Stored items:
=== Begin Enclosure ===

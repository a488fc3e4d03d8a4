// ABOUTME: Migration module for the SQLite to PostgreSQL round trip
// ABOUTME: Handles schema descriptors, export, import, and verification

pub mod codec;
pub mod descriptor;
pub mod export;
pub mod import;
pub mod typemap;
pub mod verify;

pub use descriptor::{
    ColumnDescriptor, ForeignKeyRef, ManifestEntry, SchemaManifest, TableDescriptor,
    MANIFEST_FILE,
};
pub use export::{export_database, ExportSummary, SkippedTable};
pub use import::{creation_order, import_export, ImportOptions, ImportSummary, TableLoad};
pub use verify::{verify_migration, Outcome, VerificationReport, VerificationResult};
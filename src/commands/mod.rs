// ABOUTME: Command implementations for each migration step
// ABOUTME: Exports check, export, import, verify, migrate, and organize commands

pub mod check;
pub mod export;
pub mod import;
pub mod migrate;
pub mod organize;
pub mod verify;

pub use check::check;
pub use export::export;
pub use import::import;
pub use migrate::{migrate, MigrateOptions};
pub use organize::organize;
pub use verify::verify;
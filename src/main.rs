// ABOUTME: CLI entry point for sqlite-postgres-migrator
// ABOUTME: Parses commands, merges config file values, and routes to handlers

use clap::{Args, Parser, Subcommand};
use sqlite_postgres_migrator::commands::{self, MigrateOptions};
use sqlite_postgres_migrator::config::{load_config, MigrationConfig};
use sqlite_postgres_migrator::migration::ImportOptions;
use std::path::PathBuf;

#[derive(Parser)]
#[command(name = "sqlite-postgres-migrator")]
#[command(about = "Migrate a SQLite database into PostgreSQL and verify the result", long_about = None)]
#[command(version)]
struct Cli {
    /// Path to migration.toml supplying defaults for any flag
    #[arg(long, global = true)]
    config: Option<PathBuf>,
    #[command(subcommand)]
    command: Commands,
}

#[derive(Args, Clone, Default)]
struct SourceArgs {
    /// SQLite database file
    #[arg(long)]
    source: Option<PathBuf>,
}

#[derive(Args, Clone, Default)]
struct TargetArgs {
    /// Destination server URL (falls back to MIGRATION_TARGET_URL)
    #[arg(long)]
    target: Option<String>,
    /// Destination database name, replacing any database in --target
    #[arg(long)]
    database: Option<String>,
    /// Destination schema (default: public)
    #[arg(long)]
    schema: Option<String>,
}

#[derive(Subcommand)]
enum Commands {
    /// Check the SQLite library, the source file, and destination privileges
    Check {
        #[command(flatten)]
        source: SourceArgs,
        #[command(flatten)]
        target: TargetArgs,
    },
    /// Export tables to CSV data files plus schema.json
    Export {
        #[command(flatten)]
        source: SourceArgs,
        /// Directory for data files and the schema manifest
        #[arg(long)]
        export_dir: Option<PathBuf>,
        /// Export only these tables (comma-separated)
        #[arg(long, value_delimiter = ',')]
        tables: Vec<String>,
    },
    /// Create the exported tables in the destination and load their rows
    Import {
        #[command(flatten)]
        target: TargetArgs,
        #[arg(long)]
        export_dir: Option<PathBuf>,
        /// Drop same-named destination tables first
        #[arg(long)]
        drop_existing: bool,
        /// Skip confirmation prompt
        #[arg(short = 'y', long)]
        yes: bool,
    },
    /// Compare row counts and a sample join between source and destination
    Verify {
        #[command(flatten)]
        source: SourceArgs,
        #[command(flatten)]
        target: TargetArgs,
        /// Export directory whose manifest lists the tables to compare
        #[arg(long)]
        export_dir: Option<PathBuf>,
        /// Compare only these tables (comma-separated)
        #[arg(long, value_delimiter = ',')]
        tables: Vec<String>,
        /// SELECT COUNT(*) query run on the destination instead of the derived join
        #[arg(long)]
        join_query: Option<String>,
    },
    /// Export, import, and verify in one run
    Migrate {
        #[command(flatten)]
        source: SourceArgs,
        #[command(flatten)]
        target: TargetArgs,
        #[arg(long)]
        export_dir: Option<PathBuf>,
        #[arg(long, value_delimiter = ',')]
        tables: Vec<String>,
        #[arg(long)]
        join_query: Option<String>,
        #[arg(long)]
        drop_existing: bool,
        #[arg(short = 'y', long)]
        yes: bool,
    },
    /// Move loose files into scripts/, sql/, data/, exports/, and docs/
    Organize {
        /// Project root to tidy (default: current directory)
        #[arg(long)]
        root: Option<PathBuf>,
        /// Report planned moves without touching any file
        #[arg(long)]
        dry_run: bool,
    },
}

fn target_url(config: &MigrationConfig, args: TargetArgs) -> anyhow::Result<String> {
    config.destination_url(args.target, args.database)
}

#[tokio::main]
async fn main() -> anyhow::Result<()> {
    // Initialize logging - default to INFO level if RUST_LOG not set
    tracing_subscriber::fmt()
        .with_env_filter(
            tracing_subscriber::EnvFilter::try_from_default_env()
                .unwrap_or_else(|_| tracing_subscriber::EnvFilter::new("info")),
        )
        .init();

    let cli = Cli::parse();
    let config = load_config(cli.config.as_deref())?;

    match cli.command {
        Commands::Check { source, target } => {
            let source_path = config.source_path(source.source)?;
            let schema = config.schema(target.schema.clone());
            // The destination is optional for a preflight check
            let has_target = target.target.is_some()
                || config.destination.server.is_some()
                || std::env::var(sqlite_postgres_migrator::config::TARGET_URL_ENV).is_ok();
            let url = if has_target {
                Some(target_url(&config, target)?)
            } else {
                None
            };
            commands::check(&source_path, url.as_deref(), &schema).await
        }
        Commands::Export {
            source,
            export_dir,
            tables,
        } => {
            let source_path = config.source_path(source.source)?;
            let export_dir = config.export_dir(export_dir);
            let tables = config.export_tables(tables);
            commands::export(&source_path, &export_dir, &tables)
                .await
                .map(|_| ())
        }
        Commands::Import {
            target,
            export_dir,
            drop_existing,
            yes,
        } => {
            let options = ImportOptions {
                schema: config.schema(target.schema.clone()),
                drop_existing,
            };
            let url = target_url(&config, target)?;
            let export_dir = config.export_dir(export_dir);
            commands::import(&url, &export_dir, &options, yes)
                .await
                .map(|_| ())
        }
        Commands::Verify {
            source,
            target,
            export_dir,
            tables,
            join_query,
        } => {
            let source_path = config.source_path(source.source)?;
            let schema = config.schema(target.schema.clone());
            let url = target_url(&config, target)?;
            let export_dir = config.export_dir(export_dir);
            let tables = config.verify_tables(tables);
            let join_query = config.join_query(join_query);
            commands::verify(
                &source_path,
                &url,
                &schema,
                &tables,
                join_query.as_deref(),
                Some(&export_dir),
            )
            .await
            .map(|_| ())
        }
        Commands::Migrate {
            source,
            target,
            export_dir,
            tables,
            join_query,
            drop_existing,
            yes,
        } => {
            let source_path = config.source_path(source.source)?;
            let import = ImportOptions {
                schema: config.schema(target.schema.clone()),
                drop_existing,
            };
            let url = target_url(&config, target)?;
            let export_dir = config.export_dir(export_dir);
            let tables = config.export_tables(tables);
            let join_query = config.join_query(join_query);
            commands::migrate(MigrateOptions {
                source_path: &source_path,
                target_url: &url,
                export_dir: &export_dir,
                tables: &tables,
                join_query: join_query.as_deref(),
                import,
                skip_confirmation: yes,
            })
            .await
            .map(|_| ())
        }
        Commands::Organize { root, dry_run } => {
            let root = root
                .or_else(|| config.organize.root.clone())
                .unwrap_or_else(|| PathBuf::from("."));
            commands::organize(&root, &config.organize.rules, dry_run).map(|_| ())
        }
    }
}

=== End Enclosure ===

**Your task**
Return the entries above exactly as they appear.

**Expected output**
repository a488fc3e4d03d8a4
// ABOUTME: Migration module for the SQLite to PostgreSQL round trip
// ABOUTME: Handles schema descriptors, export, import, and verification

pub mod codec;
pub mod descriptor;
pub mod export;
pub mod import;
pub mod typemap;
pub mod verify;

pub use descriptor::{
    ColumnDescriptor, ForeignKeyRef, ManifestEntry, SchemaManifest, TableDescriptor,
    MANIFEST_FILE,
};
pub use export::{export_database, ExportSummary, SkippedTable};
pub use import::{creation_order, import_export, ImportOptions, ImportSummary, TableLoad};
pub use verify::{verify_migration, Outcome, VerificationReport, VerificationResult};
filename src/commands/mod.rs
// ABOUTME: Command implementations for each migration step
// ABOUTME: Exports check, export, import, verify, migrate, and organize commands

pub mod check;
pub mod export;
pub mod import;
pub mod migrate;
pub mod organize;
pub mod verify;

pub use check::check;
pub use export::export;
pub use import::import;
pub use migrate::{migrate, MigrateOptions};
pub use organize::organize;
pub use verify::verify;
filename src/main.rs
// ABOUTME: CLI entry point for sqlite-postgres-migrator
// ABOUTME: Parses commands, merges config file values, and routes to handlers

use clap::{Args, Parser, Subcommand};
use sqlite_postgres_migrator::commands::{self, MigrateOptions};
use sqlite_postgres_migrator::config::{load_config, MigrationConfig};
use sqlite_postgres_migrator::migration::ImportOptions;
use std::path::PathBuf;

#[derive(Parser)]
#[command(name = "sqlite-postgres-migrator")]
#[command(about = "Migrate a SQLite database into PostgreSQL and verify the result", long_about = None)]
#[command(version)]
struct Cli {
    /// Path to migration.toml supplying defaults for any flag
    #[arg(long, global = true)]
    config: Option<PathBuf>,
    #[command(subcommand)]
    command: Commands,
}

#[derive(Args, Clone, Default)]
struct SourceArgs {
    /// SQLite database file
    #[arg(long)]
    source: Option<PathBuf>,
}

#[derive(Args, Clone, Default)]
struct TargetArgs {
    /// Destination server URL (falls back to MIGRATION_TARGET_URL)
    #[arg(long)]
    target: Option<String>,
    /// Destination database name, replacing any database in --target
    #[arg(long)]
    database: Option<String>,
    /// Destination schema (default: public)
    #[arg(long)]
    schema: Option<String>,
}

#[derive(Subcommand)]
enum Commands {
    /// Check the SQLite library, the source file, and destination privileges
    Check {
        #[command(flatten)]
        source: SourceArgs,
        #[command(flatten)]
        target: TargetArgs,
    },
    /// Export tables to CSV data files plus schema.json
    Export {
        #[command(flatten)]
        source: SourceArgs,
        /// Directory for data files and the schema manifest
        #[arg(long)]
        export_dir: Option<PathBuf>,
        /// Export only these tables (comma-separated)
        #[arg(long, value_delimiter = ',')]
        tables: Vec<String>,
    },
    /// Create the exported tables in the destination and load their rows
    Import {
        #[command(flatten)]
        target: TargetArgs,
        #[arg(long)]
        export_dir: Option<PathBuf>,
        /// Drop same-named destination tables first
        #[arg(long)]
        drop_existing: bool,
        /// Skip confirmation prompt
        #[arg(short = 'y', long)]
        yes: bool,
    },
    /// Compare row counts and a sample join between source and destination
    Verify {
        #[command(flatten)]
        source: SourceArgs,
        #[command(flatten)]
        target: TargetArgs,
        /// Export directory whose manifest lists the tables to compare
        #[arg(long)]
        export_dir: Option<PathBuf>,
        /// Compare only these tables (comma-separated)
        #[arg(long, value_delimiter = ',')]
        tables: Vec<String>,
        /// SELECT COUNT(*) query run on the destination instead of the derived join
        #[arg(long)]
        join_query: Option<String>,
    },
    /// Export, import, and verify in one run
    Migrate {
        #[command(flatten)]
        source: SourceArgs,
        #[command(flatten)]
        target: TargetArgs,
        #[arg(long)]
        export_dir: Option<PathBuf>,
        #[arg(long, value_delimiter = ',')]
        tables: Vec<String>,
        #[arg(long)]
        join_query: Option<String>,
        #[arg(long)]
        drop_existing: bool,
        #[arg(short = 'y', long)]
        yes: bool,
    },
    /// Move loose files into scripts/, sql/, data/, exports/, and docs/
    Organize {
        /// Project root to tidy (default: current directory)
        #[arg(long)]
        root: Option<PathBuf>,
        /// Report planned moves without touching any file
        #[arg(long)]
        dry_run: bool,
    },
}

fn target_url(config: &MigrationConfig, args: TargetArgs) -> anyhow::Result<String> {
    config.destination_url(args.target, args.database)
}

#[tokio::main]
async fn main() -> anyhow::Result<()> {
    // Initialize logging - default to INFO level if RUST_LOG not set
    tracing_subscriber::fmt()
        .with_env_filter(
            tracing_subscriber::EnvFilter::try_from_default_env()
                .unwrap_or_else(|_| tracing_subscriber::EnvFilter::new("info")),
        )
        .init();

    let cli = Cli::parse();
    let config = load_config(cli.config.as_deref())?;

    match cli.command {
        Commands::Check { source, target } => {
            let source_path = config.source_path(source.source)?;
            let schema = config.schema(target.schema.clone());
            // The destination is optional for a preflight check
            let has_target = target.target.is_some()
                || config.destination.server.is_some()
                || std::env::var(sqlite_postgres_migrator::config::TARGET_URL_ENV).is_ok();
            let url = if has_target {
                Some(target_url(&config, target)?)
            } else {
                None
            };
            commands::check(&source_path, url.as_deref(), &schema).await
        }
        Commands::Export {
            source,
            export_dir,
            tables,
        } => {
            let source_path = config.source_path(source.source)?;
            let export_dir = config.export_dir(export_dir);
            let tables = config.export_tables(tables);
            commands::export(&source_path, &export_dir, &tables)
                .await
                .map(|_| ())
        }
        Commands::Import {
            target,
            export_dir,
            drop_existing,
            yes,
        } => {
            let options = ImportOptions {
                schema: config.schema(target.schema.clone()),
                drop_existing,
            };
            let url = target_url(&config, target)?;
            let export_dir = config.export_dir(export_dir);
            commands::import(&url, &export_dir, &options, yes)
                .await
                .map(|_| ())
        }
        Commands::Verify {
            source,
            target,
            export_dir,
            tables,
            join_query,
        } => {
            let source_path = config.source_path(source.source)?;
            let schema = config.schema(target.schema.clone());
            let url = target_url(&config, target)?;
            let export_dir = config.export_dir(export_dir);
            let tables = config.verify_tables(tables);
            let join_query = config.join_query(join_query);
            commands::verify(
                &source_path,
                &url,
                &schema,
                &tables,
                join_query.as_deref(),
                Some(&export_dir),
            )
            .await
            .map(|_| ())
        }
        Commands::Migrate {
            source,
            target,
            export_dir,
            tables,
            join_query,
            drop_existing,
            yes,
        } => {
            let source_path = config.source_path(source.source)?;
            let import = ImportOptions {
                schema: config.schema(target.schema.clone()),
                drop_existing,
            };
            let url = target_url(&config, target)?;
            let export_dir = config.export_dir(export_dir);
            let tables = config.export_tables(tables);
            let join_query = config.join_query(join_query);
            commands::migrate(MigrateOptions {
                source_path: &source_path,
                target_url: &url,
                export_dir: &export_dir,
                tables: &tables,
                join_query: join_query.as_deref(),
                import,
                skip_confirmation: yes,
            })
            .await
            .map(|_| ())
        }
        Commands::Organize { root, dry_run } => {
            let root = root
                .or_else(|| config.organize.root.clone())
                .unwrap_or_else(|| PathBuf::from("."));
            commands::organize(&root, &config.organize.rules, dry_run).map(|_| ())
        }
    }
}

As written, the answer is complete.